For the right folder icon, we selected the cloud provider we decided to use for our tests, Amazon S3. To establish the connection, GoodSync needs to be fed an access key ID and access key, which can be obtained directly from your Amazon AWS account via the “security credentials” link near the top of GUI.
We have a beginner’s guide for Amazon S3 if you’d like a bit more help obtaining those credentials. The process is similar for connecting to Azure and Backblaze B2, while if you use a traditional cloud storage service to pair with GoodSync, like Google Drive, there’s no API key to enter: you just need to sign in with your normal account credentials.
Once the Amazon S3 key credentials are entered, it’s just a matter of hitting the green “go” arrow in the top-right corner of the GoodSync client to establish a connection. Provided that’s successful, any Amazon S3 buckets you’ve created will be shown.
If you haven’t created any buckets yet in S3, you’ll need to do so, as they act as repositories for your cloud folders and files. Our Amazon S3 guide will show you how to do that as well.
Select the bucket you want, or better yet drill down and select a folder in that bucket. Click “ok” when you’re ready to go, the path will be established.
The next step is to click the “analyze” button, prompting the client to examine the contents of both your file system folders and cloud folder, looking for differences in content.
Once finished, GoodSync supplies a helpful report of differences between your left and right folders.
From the file list below, you can right-click and exclude objects from the sync job if you want, as well as certain file types. For broader control, you can also click on the “options” button, then choose “filters” from the right-side menu. This will give you the option to add inclusions and exclusions based on strings of text, such as file suffixes (e.g., .txt, .docx, .tmp). That’s an advantage you won’t get with most cloud storage sync clients.

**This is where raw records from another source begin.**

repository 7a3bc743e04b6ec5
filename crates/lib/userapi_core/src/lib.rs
//! # userapi_core
//!
//! Core account domain logic for userapi: credential hashing, identity tokens,
//! account persistence, and the account service that composes them.

pub mod accounts;
pub mod auth;
pub mod migrate;
pub mod models;
pub mod store;
pub mod uuid;

/// Returns the crate version.
pub fn version() -> &'static str {
    env!("CARGO_PKG_VERSION")
}
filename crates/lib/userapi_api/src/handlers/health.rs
//! Liveness endpoint.

use chrono::Utc;

use crate::models::HealthResponse;
use crate::response::ApiResponse;

/// `GET /health`: always `ok` while the process is serving.
pub async fn health_handler() -> ApiResponse<HealthResponse> {
    ApiResponse::ok(HealthResponse {
        status: "ok".into(),
        timestamp: Utc::now().timestamp(),
    })
}
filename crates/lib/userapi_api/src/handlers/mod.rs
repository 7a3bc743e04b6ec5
//! Request handlers.

pub mod auth;
pub mod health;
pub mod users;
//! Sign-up and sign-in handlers.

use axum::extract::State;

use crate::AppState;
use crate::error::AppResult;
use crate::extract::ValidJson;
use crate::models::{AuthResponse, SignInRequest, SignUpRequest};
use crate::response::ApiResponse;

/// `POST /api/v1/auth/signup`: create an account and return a token.
pub async fn sign_up_handler(
    State(state): State<AppState>,
    ValidJson(body): ValidJson<SignUpRequest>,
) -> AppResult<ApiResponse<AuthResponse>> {
    let outcome = state.service.sign_up(body.into()).await?;
    Ok(ApiResponse::created(outcome.into()))
}

/// `POST /api/v1/auth/signin`: authenticate with email + password.
pub async fn sign_in_handler(
    State(state): State<AppState>,
    ValidJson(body): ValidJson<SignInRequest>,
) -> AppResult<ApiResponse<AuthResponse>> {
    let outcome = state.service.sign_in(&body.email, &body.password).await?;
    Ok(ApiResponse::ok(outcome.into()))
}
//! Authentication domain models.

use serde::{Deserialize, Serialize};

use super::account::Role;

/// JWT claims embedded in identity tokens.
#[derive(Debug, Clone, PartialEq, Eq, Serialize, Deserialize)]
pub struct TokenClaims {
    /// Subject: account ID.
    pub sub: String,
    /// Account email.
    pub email: String,
    /// Account username.
    pub username: String,
    /// Account role (`user` or `admin`).
    pub role: String,
    /// Issuer tag.
    pub iss: String,
    /// Issued at (unix timestamp).
    pub iat: i64,
    /// Not before (unix timestamp).
    pub nbf: i64,
    /// Expiry (unix timestamp).
    pub exp: i64,
}

/// Request-scoped identity derived from a validated token.
///
/// Lives for exactly one request and is never persisted.
#[derive(Debug, Clone, PartialEq, Eq)]
pub struct Identity {
    pub user_id: String,
    pub email: String,
    pub role: String,
}

impl Identity {
    /// Whether the identity carries the literal `admin` role.
    pub fn is_admin(&self) -> bool {
        self.role == Role::ADMIN
    }
}

impl From<TokenClaims> for Identity {
    fn from(claims: TokenClaims) -> Self {
        Self {
            user_id: claims.sub,
            email: claims.email,
            role: claims.role,
        }
    }
}
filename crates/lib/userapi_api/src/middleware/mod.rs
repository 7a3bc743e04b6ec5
//! Request middleware.

pub mod auth;
pub mod rate_limit;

There are many other options available, too. For example, you can disable two-way sync to treat the process like a backup job, choose to save deleted items in your recycle bin (last version) or a history folder (multiple versions), turn on file compression and set a sync delay. GoodSync also lets you set a speed limit to reduce bandwidth impacts or run parallel sync speeds to crank things up.
Once you’ve got everything tweaked just right, click the “sync” button to kick off the process. The client will keep you apprised of the progress. If you don’t feel like waiting around, you can close the client and GoodSync will continue running in the background.
Going forward, all you need to do is drop your files in the folder you created on your computer to sync them with the cloud and any other devices you’ve connected. See, that wasn’t so difficult, was it?
If you do run into trouble, GoodSync provides several avenues of support to help find your way. That includes telephone support from 8 a.m. to 8 p.m. EST, Monday through Friday for paying customers. For those that prefer written correspondence, 24×7 email support is also offered.
We shot a test email off to support to test response time on a Sunday, and we got a response back in within 12 hours, which is pretty good. For those that prefer a more DIY approach, GoodSync maintains a knowledge base online. Resources include a tutorial page, FAQ page and a more detailed manual, though it isn’t searchable.
GoodSync is a fine choice for the DIY techies who just need a sync tool. The interface takes a bit of getting used to, but the opportunities for computer-to-cloud, cloud-to-cloud and especially P2P synchronization are impressive. We didn’t test the server sync capabilities but they look like a good feature for anyone looking to put together an on-premise synchronization system.
GoodSync isn’t a solution for users looking for broader cloud capabilities like file sharing. For that, we’d again point to Storage Made Easy as a solution if you want to tie a bunch of cloud providers together, or any of the recommendations in our best cloud storage guide if you want to keep life simple. We’d also like to see GoodSync offer smartphone clients, as well as a browser-based GUI.